Isolobelanine also called norlobelanine has a balancing effect to lobeline, relaxing the respiratory and neuro-muscular system. Lobeline is a powerful respiratory stimulant, while isolobelanine is an emetic and respiratory relaxant.

Oxygen is your friend!
 
chronic stim-(ab)use is always a bad idea! it always ends in a mess, ruined health, bankcruptcy ...
 
Yeah. One should never start using stimulants if one does not really have to ... for me, they are at least as problematic as opioids, somewhat even more since for opioids there is (at least for me it works) the "magic" of using NMDA antagonists / dissociatives to skip the withdrawal thing.

I can not tell for sure of course, what would be if etc ... BUT since I first started using a stim (methylphenidate) daily some years ago, life never has been the same again. I am always lethargic when sober and longing for this euphoric / positive, easy available energy. The acute withdrawal lasts only a few days of course, be it MPH, amphetamine or for example 3-MMC. But the psychic post-acute withdrawal syndrome persists for what seems forever.

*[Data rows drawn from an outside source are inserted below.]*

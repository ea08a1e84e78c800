//! 预订领域模型
//!
//! 集合中的记录只能通过协调器的操作变更，UI 侧永远拿到克隆的快照。

use chrono::{DateTime, Utc};
use serde::{Deserialize, Serialize};
use uuid::Uuid;

/// 预订状态
#[derive(Clone, Copy, Debug, PartialEq, Eq, Hash, Serialize, Deserialize)]
#[serde(rename_all = "SCREAMING_SNAKE_CASE")]
pub enum BookingStatus {
    Pending,
    Confirmed,
    InProgress,
    Completed,
    Cancelled,
}

impl BookingStatus {
    pub fn from_str(status: &str) -> Option<Self> {
        match status {
            "PENDING" => Some(BookingStatus::Pending),
            "CONFIRMED" => Some(BookingStatus::Confirmed),
            "IN_PROGRESS" => Some(BookingStatus::InProgress),
            "COMPLETED" => Some(BookingStatus::Completed),
            "CANCELLED" => Some(BookingStatus::Cancelled),
            _ => None,
        }
    }

    pub fn as_str(&self) -> &'static str {
        match self {
            BookingStatus::Pending => "PENDING",
            BookingStatus::Confirmed => "CONFIRMED",
            BookingStatus::InProgress => "IN_PROGRESS",
            BookingStatus::Completed => "COMPLETED",
            BookingStatus::Cancelled => "CANCELLED",
        }
    }

    /// 列表排序使用的生命周期顺序（PENDING 最前，CANCELLED 最后）
    pub fn sort_rank(&self) -> u8 {
        match self {
            BookingStatus::Pending => 0,
            BookingStatus::Confirmed => 1,
            BookingStatus::InProgress => 2,
            BookingStatus::Completed => 3,
            BookingStatus::Cancelled => 4,
        }
    }
}

/// 用户角色
#[derive(Clone, Copy, Debug, PartialEq, Eq, Serialize, Deserialize)]
#[serde(rename_all = "SCREAMING_SNAKE_CASE")]
pub enum UserRole {
    Owner,
    Sitter,
}

/// 当前登录身份（由 SessionProvider 提供，用于限定查询范围）
#[derive(Clone, Debug, PartialEq, Eq)]
pub struct SessionIdentity {
    pub user_id: String,
    pub role: UserRole,
}

/// 预订摘要（列表展示形态）
#[derive(Clone, Debug, PartialEq, Serialize, Deserialize)]
pub struct BookingSummary {
    /// 服务端分配的 id；乐观占位记录使用本地生成的 `local-` 前缀 uuid
    pub id: String,
    pub pet_name: String,
    pub sitter_name: String,
    pub start_time: DateTime<Utc>,
    pub status: BookingStatus,
    pub total_price: f64,
    /// 瞬态标记：true 表示该记录尚未得到服务端确认
    #[serde(default)]
    pub pending_local: bool,
}

impl BookingSummary {
    /// 为乐观创建合成占位摘要
    ///
    /// id 使用本地 uuid，保证不会与服务端 id 冲突；
    /// 真实的宠物/帮溜员名称在服务端确认后随权威记录一并补齐。
    pub fn placeholder(request: &CreateBookingRequest) -> Self {
        Self {
            id: format!("local-{}", Uuid::new_v4()),
            pet_name: request.pet_id.clone(),
            sitter_name: request.sitter_id.clone(),
            start_time: request.start_time,
            status: BookingStatus::Pending,
            total_price: 0.0,
            pending_local: true,
        }
    }
}

/// 预订详情（详情页形态，摘要的超集）
#[derive(Clone, Debug, PartialEq, Serialize, Deserialize)]
pub struct BookingDetail {
    pub id: String,
    pub owner_id: String,
    pub pet_id: String,
    pub pet_name: String,
    pub sitter_id: String,
    pub sitter_name: String,
    pub service_offering_id: String,
    pub start_time: DateTime<Utc>,
    pub end_time: Option<DateTime<Utc>>,
    pub status: BookingStatus,
    pub status_reason: Option<String>,
    pub notes: Option<String>,
    pub total_price: f64,
    pub created_at: DateTime<Utc>,
    pub updated_at: Option<DateTime<Utc>>,
}

impl BookingDetail {
    /// 映射为列表摘要形态（服务端确认后整体替换本地记录）
    pub fn to_summary(&self) -> BookingSummary {
        BookingSummary {
            id: self.id.clone(),
            pet_name: self.pet_name.clone(),
            sitter_name: self.sitter_name.clone(),
            start_time: self.start_time,
            status: self.status,
            total_price: self.total_price,
            pending_local: false,
        }
    }
}

/// 创建预订请求
#[derive(Clone, Debug, Serialize, Deserialize)]
pub struct CreateBookingRequest {
    pub pet_id: String,
    pub sitter_id: String,
    pub service_offering_id: String,
    pub start_time: DateTime<Utc>,
    pub notes: Option<String>,
}

/// 列表排序键
#[derive(Clone, Copy, Debug, PartialEq, Eq, Serialize, Deserialize)]
#[serde(rename_all = "snake_case")]
pub enum BookingSortKey {
    StartTime,
    TotalPrice,
    Status,
}

/// 排序方向
#[derive(Clone, Copy, Debug, PartialEq, Eq, Serialize, Deserialize)]
#[serde(rename_all = "snake_case")]
pub enum SortOrder {
    Asc,
    Desc,
}

/// 列表过滤条件（纯视图状态，不触发网络请求）
#[derive(Clone, Debug, PartialEq, Serialize, Deserialize)]
pub struct BookingFilters {
    /// 要展示的状态子集；空集合表示不过滤
    pub statuses: Vec<BookingStatus>,
    pub sort_key: BookingSortKey,
    pub sort_order: SortOrder,
}

impl Default for BookingFilters {
    fn default() -> Self {
        Self {
            statuses: Vec::new(),
            sort_key: BookingSortKey::StartTime,
            sort_order: SortOrder::Desc,
        }
    }
}

/// 分页请求
#[derive(Clone, Copy, Debug, PartialEq, Eq)]
pub struct PageRequest {
    /// 1 起始页码
    pub page: u32,
    pub size: u32,
}

/// 分页状态（仅在列表拉取成功或显式翻页后变更）
#[derive(Clone, Debug, PartialEq, Serialize, Deserialize)]
pub struct PaginationState {
    pub page: u32,
    pub page_size: u32,
    pub total_pages: u32,
    pub total_elements: u64,
    pub has_next: bool,
}

impl Default for PaginationState {
    fn default() -> Self {
        Self {
            page: 1,
            page_size: 10,
            total_pages: 0,
            total_elements: 0,
            has_next: false,
        }
    }
}

impl PaginationState {
    pub fn from_page(page: &BookingPage, page_size: u32) -> Self {
        Self {
            page: page.page_number,
            page_size,
            total_pages: page.total_pages,
            total_elements: page.total_elements,
            has_next: !page.is_last_page,
        }
    }
}

/// 列表拉取结果
#[derive(Clone, Debug)]
pub struct BookingPage {
    pub content: Vec<BookingSummary>,
    pub total_elements: u64,
    pub total_pages: u32,
    /// 1 起始页码
    pub page_number: u32,
    pub is_last_page: bool,
}

#[cfg(test)]
mod tests {
    use super::*;

    #[test]
    fn test_status_round_trip() {
        for status in [
            BookingStatus::Pending,
            BookingStatus::Confirmed,
            BookingStatus::InProgress,
            BookingStatus::Completed,
            BookingStatus::Cancelled,
        ] {
            assert_eq!(BookingStatus::from_str(status.as_str()), Some(status));
        }
        assert_eq!(BookingStatus::from_str("UNKNOWN"), None);
    }

    #[test]
    fn test_placeholder_is_tagged_and_local() {
        let request = CreateBookingRequest {
            pet_id: "pet-1".to_string(),
            sitter_id: "sitter-1".to_string(),
            service_offering_id: "offer-1".to_string(),
            start_time: Utc::now(),
            notes: None,
        };
        let placeholder = BookingSummary::placeholder(&request);
        assert!(placeholder.pending_local);
        assert!(placeholder.id.starts_with("local-"));
        assert_eq!(placeholder.status, BookingStatus::Pending);

        // 两次合成不会产生相同的本地 id
        let other = BookingSummary::placeholder(&request);
        assert_ne!(placeholder.id, other.id);
    }

    #[test]
    fn test_summary_serialization_uses_wire_names() {
        let summary = BookingSummary {
            id: "b1".to_string(),
            pet_name: "Momo".to_string(),
            sitter_name: "Alex".to_string(),
            start_time: Utc::now(),
            status: BookingStatus::InProgress,
            total_price: 42.5,
            pending_local: false,
        };
        let value = serde_json::to_value(&summary).unwrap();
        assert_eq!(value["status"], "IN_PROGRESS");
    }
}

I have tried to go without numerous times and failed every single attempt. I can not stand everyday life without a stimulant. (Granted, there were major problems before which was the reason I have initially started methylphenidate, and before that various serotonergic antidepressants and low-dose DXM)

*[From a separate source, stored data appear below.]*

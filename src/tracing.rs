//! 日志初始化模块
//!
//! 为使用预订核心的宿主应用提供统一的 tracing 初始化入口。

use tracing_subscriber::{EnvFilter, fmt};

use crate::config::LoggingConfig;

/// 从配置初始化日志系统
///
/// 优先使用环境变量 RUST_LOG，如果没有则使用配置文件的日志级别。
///
/// # 参数
/// * `logging_config` - 日志配置（可选），如果为 None 则使用默认配置（debug 级别）
pub fn init_tracing_from_config(logging_config: Option<&LoggingConfig>) {
    let env_filter = match EnvFilter::try_from_default_env() {
        Ok(filter) => filter,
        Err(_) => {
            let level_str = logging_config.map(|c| c.level.as_str()).unwrap_or("debug");
            EnvFilter::new(level_str)
        }
    };

    let default_config = LoggingConfig::default();
    let config = logging_config.unwrap_or(&default_config);

    let builder = fmt::Subscriber::builder()
        .with_target(config.with_target)
        .with_thread_ids(config.with_thread_ids)
        .with_file(config.with_file)
        .with_line_number(config.with_line_number)
        .with_env_filter(env_filter);

    builder.init();
}
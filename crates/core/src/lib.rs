pub mod bucket;
pub mod chunked;
pub mod cloud;
pub mod config;
pub mod device;
pub mod dispatch;
pub mod doctor;
pub mod engine;
pub mod error;
pub mod host;
pub mod lifecycle;
pub mod markdown;
pub mod model;
pub mod poll;
pub mod runner;
pub mod signatures;
pub mod walk;
pub mod yara;

pub use bucket::scan_bucket;
pub use chunked::RemoteChunkedReader;
pub use cloud::{BlockStorage, CloudResult, ObjectStorage};
pub use config::{PollSettings, ScanContext, ScanSettings};
pub use device::{DeviceResolver, NvmeSlot};
pub use dispatch::{DispatchOptions, DispatchSummary, ScanDispatcher, ScanJob};
pub use doctor::{collect_doctor_info, DoctorInfo};
pub use engine::{load_engine, ChunkSource, ScanEngine};
pub use error::{
    CloudError, DeviceError, DispatchError, FetchError, LifecycleError, ScanError, ScanErrorKind,
};
pub use host::{HostOps, LinuxHost};
pub use lifecycle::{PhaseOutcome, VolumeLifecycleManager};
pub use markdown::render_markdown_summary;
pub use model::{
    AttachmentRecord, AttachmentState, ChunkRequest, HostIdentity, MatchResult, ObjectEntry,
    ObjectPage, RuleMatch, RunReport, ScanTarget, SnapshotRecord, SnapshotState, TargetReport,
    TargetStatus, VolumeInfo, VolumePage, VolumeRecord, VolumeState, MAX_CHUNK_SIZE,
    REPORT_VERSION,
};
pub use poll::{poll_until, Poll, PollPolicy};
pub use runner::{RunController, TargetSelection};
pub use signatures::{rule_files, CompiledRule, SignatureEngine};
pub use walk::{subject_label, walk_regular_files, ExcludeMatcher, WalkStats};
pub use yara::YaraEngine;
use anyhow::{Context, Result};
use chrono::Utc;
use tracing::info;
use uuid::Uuid;

use crate::bucket::scan_bucket;
use crate::config::ScanContext;
use crate::lifecycle::VolumeLifecycleManager;
use crate::model::{RunReport, TargetReport, VolumeInfo, REPORT_VERSION};

/// Which targets of one kind a run covers, parsed from a comma-separated
/// flag value.
#[derive(Debug, Clone, PartialEq, Eq)]
pub enum TargetSelection {
    Skip,
    All,
    Ids(Vec<String>),
}

impl TargetSelection {
    pub fn parse(value: &str) -> Self {
        let value = value.trim();
        if value.is_empty() {
            return TargetSelection::Skip;
        }
        if value == "all" {
            return TargetSelection::All;
        }
        let ids: Vec<String> = value
            .split(',')
            .map(str::trim)
            .filter(|id| !id.is_empty())
            .map(str::to_string)
            .collect();
        if ids.is_empty() {
            TargetSelection::Skip
        } else {
            TargetSelection::Ids(ids)
        }
    }
}

pub struct RunController<'a> {
    context: &'a ScanContext,
}

impl<'a> RunController<'a> {
    pub fn new(context: &'a ScanContext) -> Self {
        Self { context }
    }

    /// Resolves the selected targets and scans them one at a time, volumes
    /// first. Failing to resolve a target list aborts the run; failures of
    /// individual targets are recorded in the report.
    pub fn run(&self, volumes: &TargetSelection, buckets: &TargetSelection) -> Result<RunReport> {
        let run_id = Uuid::new_v4().to_string();
        let started_at = Utc::now().to_rfc3339();
        info!("starting run {}", run_id);

        let mut targets: Vec<TargetReport> = Vec::new();

        if *volumes == TargetSelection::Skip {
            info!("skipping scanning volumes, none specified");
        } else {
            let resolved = self.resolve_volumes(volumes)?;
            let listing = resolved
                .iter()
                .map(ToString::to_string)
                .collect::<Vec<_>>()
                .join(", ");
            info!("scanning the following volumes: [{}]", listing);
            let manager = VolumeLifecycleManager::new(self.context);
            for volume in &resolved {
                targets.push(manager.scan_volume(volume));
            }
        }

        if *buckets == TargetSelection::Skip {
            info!("skipping scanning buckets, none specified");
        } else {
            let resolved = self.resolve_buckets(buckets)?;
            info!("scanning the following buckets: [{}]", resolved.join(", "));
            for bucket in &resolved {
                targets.push(scan_bucket(self.context, bucket));
            }
        }

        let report = RunReport {
            report_version: REPORT_VERSION.to_string(),
            run_id,
            started_at,
            finished_at: Utc::now().to_rfc3339(),
            instance_id: Some(self.context.identity.instance_id.clone()),
            availability_zone: Some(self.context.identity.availability_zone.clone()),
            targets,
        };
        info!(
            "run {} finished: {} target(s), {} failed, {} match(es)",
            report.run_id,
            report.targets.len(),
            report.failed_targets(),
            report.total_matches()
        );
        Ok(report)
    }

    pub fn resolve_volumes(&self, selection: &TargetSelection) -> Result<Vec<VolumeInfo>> {
        let ids: &[String] = match selection {
            TargetSelection::Skip => return Ok(Vec::new()),
            TargetSelection::All => &[],
            TargetSelection::Ids(ids) => ids,
        };

        let mut volumes = Vec::new();
        let mut token: Option<String> = None;
        loop {
            let page = self
                .context
                .block_storage
                .list_volumes(ids, token.as_deref())
                .context("describe volumes request failed")?;
            for volume in page.volumes {
                info!("found volume {}", volume.volume_id);
                volumes.push(volume);
            }
            match page.next_token {
                Some(next) if !next.is_empty() => token = Some(next),
                _ => break,
            }
        }
        Ok(volumes)
    }

    pub fn resolve_buckets(&self, selection: &TargetSelection) -> Result<Vec<String>> {
        match selection {
            TargetSelection::Skip => Ok(Vec::new()),
            TargetSelection::Ids(ids) => Ok(ids.clone()),
            TargetSelection::All => self
                .context
                .object_storage
                .list_buckets()
                .context("list buckets request failed"),
        }
    }
}
use std::thread;
use std::time::Duration;

use serde::{Deserialize, Serialize};
use tracing::debug;

use crate::error::LifecycleError;

/// Inter-poll delay and an optional ceiling on how many times a state is
/// checked before the wait is abandoned. `max_attempts: None` waits forever.
#[derive(Debug, Clone, Copy, Serialize, Deserialize, PartialEq, Eq)]
pub struct PollPolicy {
    #[serde(with = "millis")]
    pub interval: Duration,
    pub max_attempts: Option<u32>,
}

impl PollPolicy {
    pub const fn new(interval: Duration, max_attempts: Option<u32>) -> Self {
        Self {
            interval,
            max_attempts,
        }
    }

    /// Zero delay, used by tests and dry harnesses.
    pub const fn immediate(max_attempts: u32) -> Self {
        Self::new(Duration::ZERO, Some(max_attempts))
    }
}

pub enum Poll<T> {
    Ready(T),
    Pending,
}

/// Checks until `check` reports `Ready` or fails, sleeping `interval`
/// between checks. Errors from `check` end the wait immediately.
pub fn poll_until<T, F>(
    phase: &'static str,
    policy: &PollPolicy,
    mut check: F,
) -> Result<T, LifecycleError>
where
    F: FnMut(u32) -> Result<Poll<T>, LifecycleError>,
{
    let mut attempt = 0_u32;
    loop {
        attempt = attempt.saturating_add(1);
        if let Poll::Ready(value) = check(attempt)? {
            return Ok(value);
        }
        if policy.max_attempts.is_some_and(|max| attempt >= max) {
            return Err(LifecycleError::Timeout {
                phase,
                attempts: attempt,
            });
        }
        debug!(phase, attempt, "state not settled yet, polling again");
        if !policy.interval.is_zero() {
            thread::sleep(policy.interval);
        }
    }
}

pub(crate) mod millis {
    use std::time::Duration;

    use serde::{Deserialize, Deserializer, Serializer};

    pub fn serialize<S: Serializer>(value: &Duration, serializer: S) -> Result<S::Ok, S::Error> {
        serializer.serialize_u64(value.as_millis().try_into().unwrap_or(u64::MAX))
    }

    pub fn deserialize<'de, D: Deserializer<'de>>(deserializer: D) -> Result<Duration, D::Error> {
        u64::deserialize(deserializer).map(Duration::from_millis)
    }
}
use std::io::{Cursor, Read};
use std::ops::Range;
use std::sync::Arc;

use aws_sdk_s3::error::DisplayErrorContext;
use aws_sdk_s3::Client;
use coldscan_core::{CloudError, CloudResult, ObjectEntry, ObjectPage, ObjectStorage};
use tokio::runtime::Runtime;
use tracing::debug;

pub struct S3ObjectStorage {
    runtime: Arc<Runtime>,
    client: Client,
}

impl S3ObjectStorage {
    pub(crate) fn new(runtime: Arc<Runtime>, client: Client) -> Self {
        Self { runtime, client }
    }
}

fn failure<E>(operation: &'static str, err: E) -> CloudError
where
    E: std::error::Error,
{
    CloudError::new(operation, DisplayErrorContext(err).to_string())
}

/// HTTP `Range` header for an end-exclusive byte range.
fn range_header(range: &Range<u64>) -> String {
    format!("bytes={}-{}", range.start, range.end - 1)
}

impl ObjectStorage for S3ObjectStorage {
    fn list_buckets(&self) -> CloudResult<Vec<String>> {
        let output = self
            .runtime
            .block_on(self.client.list_buckets().send())
            .map_err(|err| failure("ListBuckets", err))?;
        Ok(output
            .buckets()
            .iter()
            .filter_map(|bucket| bucket.name().map(str::to_string))
            .collect())
    }

    fn list_objects(
        &self,
        bucket: &str,
        continuation_token: Option<&str>,
    ) -> CloudResult<ObjectPage> {
        let output = self
            .runtime
            .block_on(
                self.client
                    .list_objects_v2()
                    .bucket(bucket)
                    .set_continuation_token(continuation_token.map(str::to_string))
                    .send(),
            )
            .map_err(|err| failure("ListObjectsV2", err))?;

        let objects = output
            .contents()
            .iter()
            .filter_map(|object| {
                Some(ObjectEntry {
                    key: object.key()?.to_string(),
                    size: object
                        .size()
                        .and_then(|size| u64::try_from(size).ok())
                        .unwrap_or(0),
                })
            })
            .collect();
        let next_token = if output.is_truncated().unwrap_or(false) {
            output.next_continuation_token().map(str::to_string)
        } else {
            None
        };
        Ok(ObjectPage {
            objects,
            next_token,
        })
    }

    fn get_object_range(
        &self,
        bucket: &str,
        key: &str,
        range: Range<u64>,
    ) -> CloudResult<Box<dyn Read + Send>> {
        if range.is_empty() {
            return Ok(Box::new(Cursor::new(Vec::new())));
        }
        debug!("fetching s3://{}/{} {:?}", bucket, key, range);
        let bytes = self.runtime.block_on(async {
            let output = self
                .client
                .get_object()
                .bucket(bucket)
                .key(key)
                .range(range_header(&range))
                .send()
                .await
                .map_err(|err| failure("GetObject", err))?;
            output
                .body
                .collect()
                .await
                .map(|data| data.into_bytes())
                .map_err(|err| CloudError::new("GetObject", err.to_string()))
        })?;
        Ok(Box::new(Cursor::new(bytes)))
    }
}

#[cfg(test)]
mod tests {
    use super::range_header;

    #[test]
    fn range_header_is_inclusive_of_last_byte() {
        assert_eq!(range_header(&(0..2_097_152)), "bytes=0-2097151");
        assert_eq!(range_header(&(4_194_304..5_242_880)), "bytes=4194304-5242879");
        assert_eq!(range_header(&(7..8)), "bytes=7-7");
    }
}
//! Contracts for the cloud collaborators. The wire encoding lives in the
//! adapter crate; the lifecycle manager and bucket orchestrator only see
//! these traits.

use std::io::Read;
use std::ops::Range;

use crate::error::CloudError;
use crate::model::{ObjectPage, SnapshotRecord, VolumeRecord, VolumePage};

pub type CloudResult<T> = Result<T, CloudError>;

pub trait BlockStorage: Send + Sync {
    /// Starts a snapshot of `volume_id` and returns the snapshot id.
    fn create_snapshot(&self, volume_id: &str, description: &str) -> CloudResult<String>;

    /// `None` when the provider returns no description for the id.
    fn describe_snapshot(&self, snapshot_id: &str) -> CloudResult<Option<SnapshotRecord>>;

    /// Materializes a volume from a completed snapshot in `zone`.
    fn create_volume(&self, snapshot_id: &str, zone: &str) -> CloudResult<String>;

    /// `None` when the provider returns an empty description list.
    fn describe_volume(&self, volume_id: &str) -> CloudResult<Option<VolumeRecord>>;

    fn attach_volume(&self, volume_id: &str, instance_id: &str, device: &str) -> CloudResult<()>;

    fn detach_volume(&self, volume_id: &str, instance_id: &str) -> CloudResult<()>;

    fn delete_volume(&self, volume_id: &str) -> CloudResult<()>;

    /// One page of volumes, restricted to `volume_ids` unless it is empty.
    fn list_volumes(&self, volume_ids: &[String], next_token: Option<&str>)
        -> CloudResult<VolumePage>;
}

pub trait ObjectStorage: Send + Sync {
    fn list_buckets(&self) -> CloudResult<Vec<String>>;

    fn list_objects(&self, bucket: &str, continuation_token: Option<&str>)
        -> CloudResult<ObjectPage>;

    /// Streams exactly the bytes in `range` (end exclusive).
    fn get_object_range(
        &self,
        bucket: &str,
        key: &str,
        range: Range<u64>,
    ) -> CloudResult<Box<dyn Read + Send>>;
}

Since my serotonergic system seems to be fucked up from these antidepressants, I do not know if and how much originates from there. Pure NDRIs also do not work well past the first two or three days, they are too stressful and dysphoric for me so I got hooked on 3-MMC lastly.

Of course this is not sustainable for everyday either (but when combining with memantine, it is not that bad either.. it gets just metabolized too fast and the methyl ephedrine metabolite is nasty..) So I am currently left with very few options. Should try to go for a pharmaceutic SSRI combined with methylphenidate again probably.

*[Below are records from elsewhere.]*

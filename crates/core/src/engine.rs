//! The narrow contract between the dispatcher and a rule engine.
//!
//! An engine scans either a local file or a lazily fetched sequence of byte
//! ranges. Range sources follow a pull protocol: the engine asks for the
//! first descriptor, fetches its bytes into a buffer it owns, then asks for
//! the next one until the source is exhausted. Fetch failures never unwind
//! through the engine; the source records them and reports `failed()`.

use std::path::Path;
use std::sync::Arc;

use anyhow::Result;
use tracing::info;

use crate::error::{FetchError, ScanError};
use crate::model::{ChunkRequest, RuleMatch};
use crate::signatures::{files_with_extensions, SignatureEngine};
use crate::yara::{YaraEngine, YARA_EXTENSIONS};

pub trait ChunkSource: Send {
    /// Rewinds to offset 0. `None` for an empty subject.
    fn first(&mut self) -> Option<ChunkRequest>;

    /// The range after the last one handed out, `None` at the end.
    fn next(&mut self) -> Option<ChunkRequest>;

    /// Deferred fetch of a descriptor previously returned by `first`/`next`.
    /// `buf.len()` equals `chunk.length`.
    fn fetch(&mut self, chunk: ChunkRequest, buf: &mut [u8]);

    fn failed(&self) -> bool;

    fn take_error(&mut self) -> Option<FetchError>;

    /// Human-readable subject, such as an object key.
    fn label(&self) -> &str;
}

pub trait ScanEngine: Send + Sync {
    /// Matches for one local file, at most one entry per rule.
    fn scan_file(&self, path: &Path) -> Result<Vec<RuleMatch>, ScanError>;

    /// Matches for a chunked subject, at most one entry per rule.
    fn scan_chunks(&self, source: &mut dyn ChunkSource) -> Result<Vec<RuleMatch>, ScanError>;

    fn rule_count(&self) -> usize;

    /// `namespace:name` of every loaded rule, for listing.
    fn rule_names(&self) -> Vec<String>;
}

/// YARA rules when the directory holds any `.yar`/`.yara` file, the
/// built-in TOML signatures otherwise.
pub fn load_engine(dir: &Path, overlap: usize) -> Result<Arc<dyn ScanEngine>> {
    if files_with_extensions(dir, &YARA_EXTENSIONS).is_empty() {
        let engine = SignatureEngine::load_dir(dir)?.with_overlap(overlap);
        info!("compiled {} signature rule(s)", engine.rule_count());
        Ok(Arc::new(engine))
    } else {
        let engine = YaraEngine::load_dir(dir)?.with_overlap(overlap);
        info!("compiled {} yara rule(s)", engine.rule_count());
        Ok(Arc::new(engine))
    }
}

My last try were some more exotic nootropics: (-)-BPAP and Bromantane. Tried yesterday and today - finally feeling "normal" good again with no true stimulant in my body ... let me hope ...
 
I'm reading the post by dopamimentic above and i gained some imsight regarding my stim use.

A few years ago i dosed 10 mg of generic ritalin one day a week. A year later, i expand my larder to include things like modifinil, 2-FMA, dex spansule, adderall, 4-FA, among other things.

It was my intention to enhance productivity, not euphoria. There is a fine line which I've tried to capture in a bottle but it is yet eluded me.

i've tried different sequences of stims on a consecutive day schedule. Never more than 5 consecutive days of doses. No more than 100mg of modifinil at one time.

Don't recommend combos although i've used low doses of 3-meO-pcp in between stim days with good results every time.

I am titriating because I don't want to risk losing my energetic pre-stim self. Modafinil is ok when not used more than a few days at a stretch and ritalin is ok for cross country drives.

I don't recommend chronic dosage of any stims. If you don't really have a medical need for stims, I recommend not starting.
 
Caffeine
ephedrine
pseudoephedrine
amp, D amp, amphetamine and dextroamphetamine

But chronic use of stimulants meets in a battle with tolerance on looses quickly every time. Well except for caffeine.
 
Propylhexedrine and coffee. Propylhexedrine, like methamphetamine, is more tolerance resistant than amphetamine--making it ideal for everyday use. And 4 cups of coffee per day is good for you and also does not promote tolerance.